This year has been seismic and monumental, serving us a pandemic, global unrest, and numerous political shakeups. Here, we round up the artists and photographers who captured it best
The Self-Isolation Photographic Diaries
Earlier this year, AnOther invited nine photographers – including Brianna Capozzi, Laura Coulson and Dougie Irvine – to document their lives under lockdown. Each week, for ten weeks, they sent us an image that encapsulated their experiences during the pandemic, ranging from webcam screenshots to spontaneous street photography.
Seesaw by Bex Day
When her usual work was paused during the pandemic, London photographer Bex Day turned the camera on herself. The resulting series of self-portraits became a new personal project, titled Seesaw, which aimed to highlight “the emotional ups and downs” that come with lockdown life.
My Body In A Box by Penny Slinger
British artist Penny Slinger put her own surreal spin on the pandemic this year, creating a series of photomontages of her naked body trapped in a variety of different boxes. The project, simply titled My Body In A Box, was an attempt to “to explore the psychological entrapment and fears” that can be caused by a pandemic.
This Immediate Life
Earlier this year, conceptual arts collective This Immediate Life began inviting people to send in their lockdown self-portraits. Submissions swiftly poured in from all over the world, with creatives from the US, Europe and Asia sending in their responses. “We wanted to create something positive, uplifting, and collaborative,” the collective told AnOther earlier this year.
Pictures for Elmhurst
A host of acclaimed New York photographers joined forces earlier this year to raise funds for one of the city’s busiest, and most hardest-hit, Covid-19 treatment centres. The online print sale attracted 96 names – including Justine Kurland, Tyler Mitchell and Drew Jarrett – who all donated profits to Elmhurst Hospital in Queens.
Photographs for the Trussell Trust
... And in the UK this goodwill continued, with a print sale honouring the country’s largest food bank charity, The Trussell Trust. 140 photographers, including legendary image-makers such as Martin Parr, Jeremy Deller and Mark Borthwick, as well as breakout talent, donated their work to the initiative, raising urgent funds for people in need of food and emergency support.
FREE FILM: JUNE 2020
“FREE FILM: JUNE 2020 got kicked off as a response to dramatic shifts in the global landscape due to Covid-19 and protests over systemic racial injustice,” artist Neil Hamamoto told AnOther this summer. His project, FREE FILM, distributes free rolls of 35-millimetre film to photographers from around the world, alongside an abstract creative brief. This year, though, the project was dominated by the Black Lives Matter protests, with 200 global photographers sharing their monochrome perspectives.
Viral Paintings by Marc Quinn
Marc Quinn’s uncovered his powerful new lockdown-inspired project, Viral Paintings, earlier this year. The series shows the artist repurpose stories from his digital news diet, creating giant portraits taken from his iPhone screen. “The barrier between the virtual and digital is melting,” Quinn explained, in an interview about the project with Jefferson Hack. “I think that the question of how we negotiate that very border between virtuality and reality is one of the big questions of the 21st century.”
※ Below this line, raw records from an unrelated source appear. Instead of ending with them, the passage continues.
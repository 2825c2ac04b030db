//! Error types for the buffer pool.
//!
//! All error types implement `std::error::Error` so they compose with the
//! usual error handling crates.

use std::error::Error;
use std::fmt;
use std::io;

use crate::channel::ChannelKind;
use crate::channel::status::StatusCode;

/// Result type for pool operations.
pub type Result<T> = std::result::Result<T, PoolError>;

/// Main error type for pool and channel operations.
#[derive(Debug)]
pub enum PoolError {
    /// Every slot is in use; the new channel has to be rejected.
    NotAvailable,
    /// No open slot serves this channel.
    NotFound(u8),
    /// Another open slot already serves this channel.
    ChannelInUse(u8),
    /// Channel number outside 0..=15.
    InvalidChannel(u8),
    /// The slot handle refers to an allocation that has since been released.
    StaleSlot,
    /// The status channel cannot be released.
    Permanent(u8),
    /// The channel was not opened for reading.
    NotReadable(u8),
    /// The channel was not opened for writing.
    NotWritable(u8),
    /// An operation was applied to the wrong kind of channel.
    WrongKind {
        /// The kind the operation needs.
        expected: ChannelKind,
        /// The kind the slot actually holds.
        found: ChannelKind,
    },
    /// An adapter reported more bytes than the slot can hold.
    BadRefill {
        /// Length reported by the adapter.
        len: usize,
        /// Capacity of the slot.
        capacity: usize,
    },
    /// Backing store fault.
    Io(io::Error),
    /// One or more cleanups failed during bulk teardown.
    CleanupFailed {
        /// Channels whose cleanup failed, in slot order.
        channels: Vec<u8>,
        /// The first failure.
        source: Box<PoolError>,
    },
    /// Rejected pool configuration.
    InvalidConfig(String),
}

impl PoolError {
    /// Drive status code reported on the status channel for this error.
    pub fn status_code(&self) -> StatusCode {
        match self {
            PoolError::NotAvailable => StatusCode::NoChannel,
            PoolError::NotFound(_) => StatusCode::FileNotFound,
            PoolError::ChannelInUse(_) => StatusCode::NoChannel,
            PoolError::NotWritable(_) => StatusCode::WriteProtectOn,
            PoolError::Io(e) => match e.kind() {
                io::ErrorKind::NotFound => StatusCode::FileNotFound,
                io::ErrorKind::AlreadyExists => StatusCode::FileExists,
                io::ErrorKind::PermissionDenied => StatusCode::WriteProtectOn,
                io::ErrorKind::WriteZero => StatusCode::DiskFull,
                _ => StatusCode::ReadError,
            },
            PoolError::CleanupFailed { .. } => StatusCode::WriteError,
            PoolError::InvalidChannel(_)
            | PoolError::StaleSlot
            | PoolError::Permanent(_)
            | PoolError::NotReadable(_)
            | PoolError::WrongKind { .. }
            | PoolError::BadRefill { .. }
            | PoolError::InvalidConfig(_) => StatusCode::SyntaxError,
        }
    }

    /// Returns true for faults coming from the backing store.
    pub fn is_io(&self) -> bool {
        matches!(self, PoolError::Io(_) | PoolError::CleanupFailed { .. })
    }
}

impl fmt::Display for PoolError {
    fn fmt(&self, f: &mut fmt::Formatter<'_>) -> fmt::Result {
        match self {
            PoolError::NotAvailable => write!(f, "no free buffer slot"),
            PoolError::NotFound(ch) => write!(f, "channel {} is not open", ch),
            PoolError::ChannelInUse(ch) => write!(f, "channel {} is already open", ch),
            PoolError::InvalidChannel(ch) => write!(f, "invalid channel number: {}", ch),
            PoolError::StaleSlot => write!(f, "stale slot handle"),
            PoolError::Permanent(ch) => write!(f, "channel {} cannot be released", ch),
            PoolError::NotReadable(ch) => write!(f, "channel {} is not open for reading", ch),
            PoolError::NotWritable(ch) => write!(f, "channel {} is not open for writing", ch),
            PoolError::WrongKind { expected, found } => {
                write!(f, "expected a {} channel, found a {} channel", expected, found)
            }
            PoolError::BadRefill { len, capacity } => {
                write!(f, "refill of {} bytes exceeds slot capacity of {} bytes", len, capacity)
            }
            PoolError::Io(e) => write!(f, "i/o error: {}", e),
            PoolError::CleanupFailed { channels, source } => {
                write!(f, "cleanup failed on channels {:?}: {}", channels, source)
            }
            PoolError::InvalidConfig(msg) => write!(f, "invalid configuration: {}", msg),
        }
    }
}

impl Error for PoolError {
    fn source(&self) -> Option<&(dyn Error + 'static)> {
        match self {
            PoolError::Io(e) => Some(e),
            PoolError::CleanupFailed { source, .. } => Some(source.as_ref()),
            _ => None,
        }
    }
}

impl From<io::Error> for PoolError {
    fn from(err: io::Error) -> Self {
        PoolError::Io(err)
    }
}
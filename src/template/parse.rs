use std::path::Path;

use crate::template::types::Template;

pub fn parse_template(path: &Path) -> crate::Result<Template> {
    let content = std::fs::read_to_string(path).map_err(|source| crate::MergeError::Io {
        path: path.to_path_buf(),
        source,
    })?;
    serde_yaml::from_str(&content).map_err(|source| crate::MergeError::TemplateParseYaml {
        path: path.to_path_buf(),
        source,
    })
}

pub fn parse_template_str(content: &str) -> crate::Result<Template> {
    serde_yaml::from_str(content).map_err(|source| crate::MergeError::TemplateParseYaml {
        path: std::path::PathBuf::from("<string>"),
        source,
    })
}
use crate::config::MergeConfig;

#[derive(Debug, Clone, Copy, PartialEq, Eq, Default, serde::Deserialize, serde::Serialize)]
#[serde(rename_all = "lowercase")]
pub enum BodyFormat {
    /// Body is already rich text and is sent as-is.
    #[default]
    Html,
    Markdown,
    Text,
}

/// Subject and body slots plus the settings that go with them.
#[derive(Debug, Clone, PartialEq, Default, serde::Deserialize, serde::Serialize)]
pub struct Template {
    #[serde(default)]
    pub subject: String,
    #[serde(default)]
    pub body: String,
    pub body_format: Option<BodyFormat>,
    pub stylesheet: Option<String>,
    pub style: Option<String>,
    #[serde(default, flatten)]
    pub config: MergeConfig,
}

impl Template {
    pub fn new(subject: impl Into<String>, body: impl Into<String>) -> Self {
        Self {
            subject: subject.into(),
            body: body.into(),
            ..Self::default()
        }
    }

    pub fn effective_body_format(&self) -> BodyFormat {
        self.body_format.unwrap_or_default()
    }
}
Election Day in New York by Devin Doyle
Photographer Devin Doyle documents one of the most fraught election days in US history, heading to the streets of New York as voters cast their ballots. Although it’s still a Democratic stronghold, he manages to capture the city’s intensifying divisions, and the surprising amount of Trumpian support that’s bubbling under its surface.
Election Day in Alabama by Fumi Nagasaka
Fumi Nagasaka shares a similar story in her Alabama-based photo essay, only with very different results. The photographer heads to the Southern state, which has voted Republican in every election since 1980, to capture voters on the way to the polls.